//! Environment-based configuration
//!
//! Values come from environment variables, optionally loaded from a `.env`
//! file by `main`, with defaults for everything but the database URL.

use std::env;
use std::path::PathBuf;
use std::str::FromStr;
use std::time::Duration;

use crate::cache::DEFAULT_PROMOTION_TTL;

#[derive(Debug, thiserror::Error)]
pub enum ConfigError {
    #[error("Missing required environment variable {0}")]
    Missing(&'static str),

    #[error("Invalid value for {key}: '{value}'")]
    Invalid { key: &'static str, value: String },
}

/// Application configuration
#[derive(Debug, Clone)]
pub struct Config {
    pub database_url: String,
    pub database_max_connections: u32,
    pub bind_addr: String,
    /// Salon number receiving bookings, digits with country code
    pub whatsapp_number: String,
    pub business_name: String,
    pub promotion_cache_ttl: Duration,
    /// Directory holding the static site pages
    pub static_dir: PathBuf,
}

impl Config {
    pub const DEFAULT_BIND_ADDR: &'static str = "0.0.0.0:3000";
    pub const DEFAULT_WHATSAPP_NUMBER: &'static str = "554499180116";
    pub const DEFAULT_BUSINESS_NAME: &'static str = "GIROSA BEAUTY";

    /// Defaults for everything but the database URL
    pub fn with_database_url(database_url: impl Into<String>) -> Self {
        Self {
            database_url: database_url.into(),
            database_max_connections: 5,
            bind_addr: Self::DEFAULT_BIND_ADDR.to_string(),
            whatsapp_number: Self::DEFAULT_WHATSAPP_NUMBER.to_string(),
            business_name: Self::DEFAULT_BUSINESS_NAME.to_string(),
            promotion_cache_ttl: DEFAULT_PROMOTION_TTL,
            static_dir: PathBuf::from("static"),
        }
    }

    pub fn from_env() -> Result<Self, ConfigError> {
        let database_url = env::var("DATABASE_URL").map_err(|_| ConfigError::Missing("DATABASE_URL"))?;
        let defaults = Self::with_database_url(database_url);

        Ok(Self {
            database_max_connections: parse_var(
                "DATABASE_MAX_CONNECTIONS",
                defaults.database_max_connections,
            )?,
            bind_addr: env::var("BIND_ADDR").unwrap_or(defaults.bind_addr),
            whatsapp_number: env::var("WHATSAPP_NUMBER").unwrap_or(defaults.whatsapp_number),
            business_name: env::var("BUSINESS_NAME").unwrap_or(defaults.business_name),
            promotion_cache_ttl: Duration::from_secs(parse_var(
                "PROMOTION_CACHE_TTL_SECS",
                defaults.promotion_cache_ttl.as_secs(),
            )?),
            static_dir: env::var("STATIC_DIR")
                .map(PathBuf::from)
                .unwrap_or(defaults.static_dir),
            database_url: defaults.database_url,
        })
    }
}

fn parse_var<T: FromStr>(key: &'static str, default: T) -> Result<T, ConfigError> {
    match env::var(key) {
        Ok(value) => value
            .trim()
            .parse()
            .map_err(|_| ConfigError::Invalid { key, value }),
        Err(_) => Ok(default),
    }
}

#[cfg(test)]
mod tests {
    use super::*;

    #[test]
    fn test_defaults() {
        let config = Config::with_database_url("postgres://localhost/girosa");
        assert_eq!(config.bind_addr, "0.0.0.0:3000");
        assert_eq!(config.whatsapp_number, "554499180116");
        assert_eq!(config.promotion_cache_ttl, Duration::from_secs(300));
    }

    #[test]
    fn test_parse_var_falls_back_and_rejects_garbage() {
        assert_eq!(parse_var("GIROSA_TEST_UNSET_VAR", 7u32).unwrap(), 7);

        env::set_var("GIROSA_TEST_BAD_NUMBER", "five");
        assert!(matches!(
            parse_var::<u32>("GIROSA_TEST_BAD_NUMBER", 5),
            Err(ConfigError::Invalid { key: "GIROSA_TEST_BAD_NUMBER", .. })
        ));
    }
}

════

Task item:
Transcribe the data above completely and exactly.

Response area:
//! Environment-based configuration
//!
//! Values come from environment variables, optionally loaded from a `.env`
//! file by `main`, with defaults for everything but the database URL.

use std::env;
use std::path::PathBuf;
use std::str::FromStr;
use std::time::Duration;

use crate::cache::DEFAULT_PROMOTION_TTL;

#[derive(Debug, thiserror::Error)]
pub enum ConfigError {
    #[error("Missing required environment variable {0}")]
    Missing(&'static str),

    #[error("Invalid value for {key}: '{value}'")]
    Invalid { key: &'static str, value: String },
}

/// Application configuration
#[derive(Debug, Clone)]
pub struct Config {
    pub database_url: String,
    pub database_max_connections: u32,
    pub bind_addr: String,
    /// Salon number receiving bookings, digits with country code
    pub whatsapp_number: String,
    pub business_name: String,
    pub promotion_cache_ttl: Duration,
    /// Directory holding the static site pages
    pub static_dir: PathBuf,
}

impl Config {
    pub const DEFAULT_BIND_ADDR: &'static str = "0.0.0.0:3000";
    pub const DEFAULT_WHATSAPP_NUMBER: &'static str = "554499180116";
    pub const DEFAULT_BUSINESS_NAME: &'static str = "GIROSA BEAUTY";

    /// Defaults for everything but the database URL
    pub fn with_database_url(database_url: impl Into<String>) -> Self {
        Self {
            database_url: database_url.into(),
            database_max_connections: 5,
            bind_addr: Self::DEFAULT_BIND_ADDR.to_string(),
            whatsapp_number: Self::DEFAULT_WHATSAPP_NUMBER.to_string(),
            business_name: Self::DEFAULT_BUSINESS_NAME.to_string(),
            promotion_cache_ttl: DEFAULT_PROMOTION_TTL,
            static_dir: PathBuf::from("static"),
        }
    }

    pub fn from_env() -> Result<Self, ConfigError> {
        let database_url = env::var("DATABASE_URL").map_err(|_| ConfigError::Missing("DATABASE_URL"))?;
        let defaults = Self::with_database_url(database_url);

        Ok(Self {
            database_max_connections: parse_var(
                "DATABASE_MAX_CONNECTIONS",
                defaults.database_max_connections,
            )?,
            bind_addr: env::var("BIND_ADDR").unwrap_or(defaults.bind_addr),
            whatsapp_number: env::var("WHATSAPP_NUMBER").unwrap_or(defaults.whatsapp_number),
            business_name: env::var("BUSINESS_NAME").unwrap_or(defaults.business_name),
            promotion_cache_ttl: Duration::from_secs(parse_var(
                "PROMOTION_CACHE_TTL_SECS",
                defaults.promotion_cache_ttl.as_secs(),
            )?),
            static_dir: env::var("STATIC_DIR")
                .map(PathBuf::from)
                .unwrap_or(defaults.static_dir),
            database_url: defaults.database_url,
        })
    }
}

fn parse_var<T: FromStr>(key: &'static str, default: T) -> Result<T, ConfigError> {
    match env::var(key) {
        Ok(value) => value
            .trim()
            .parse()
            .map_err(|_| ConfigError::Invalid { key, value }),
        Err(_) => Ok(default),
    }
}

#[cfg(test)]
mod tests {
    use super::*;

    #[test]
    fn test_defaults() {
        let config = Config::with_database_url("postgres://localhost/girosa");
        assert_eq!(config.bind_addr, "0.0.0.0:3000");
        assert_eq!(config.whatsapp_number, "554499180116");
        assert_eq!(config.promotion_cache_ttl, Duration::from_secs(300));
    }

    #[test]
    fn test_parse_var_falls_back_and_rejects_garbage() {
        assert_eq!(parse_var("GIROSA_TEST_UNSET_VAR", 7u32).unwrap(), 7);

        env::set_var("GIROSA_TEST_BAD_NUMBER", "five");
        assert!(matches!(
            parse_var::<u32>("GIROSA_TEST_BAD_NUMBER", 5),
            Err(ConfigError::Invalid { key: "GIROSA_TEST_BAD_NUMBER", .. })
        ));
    }
}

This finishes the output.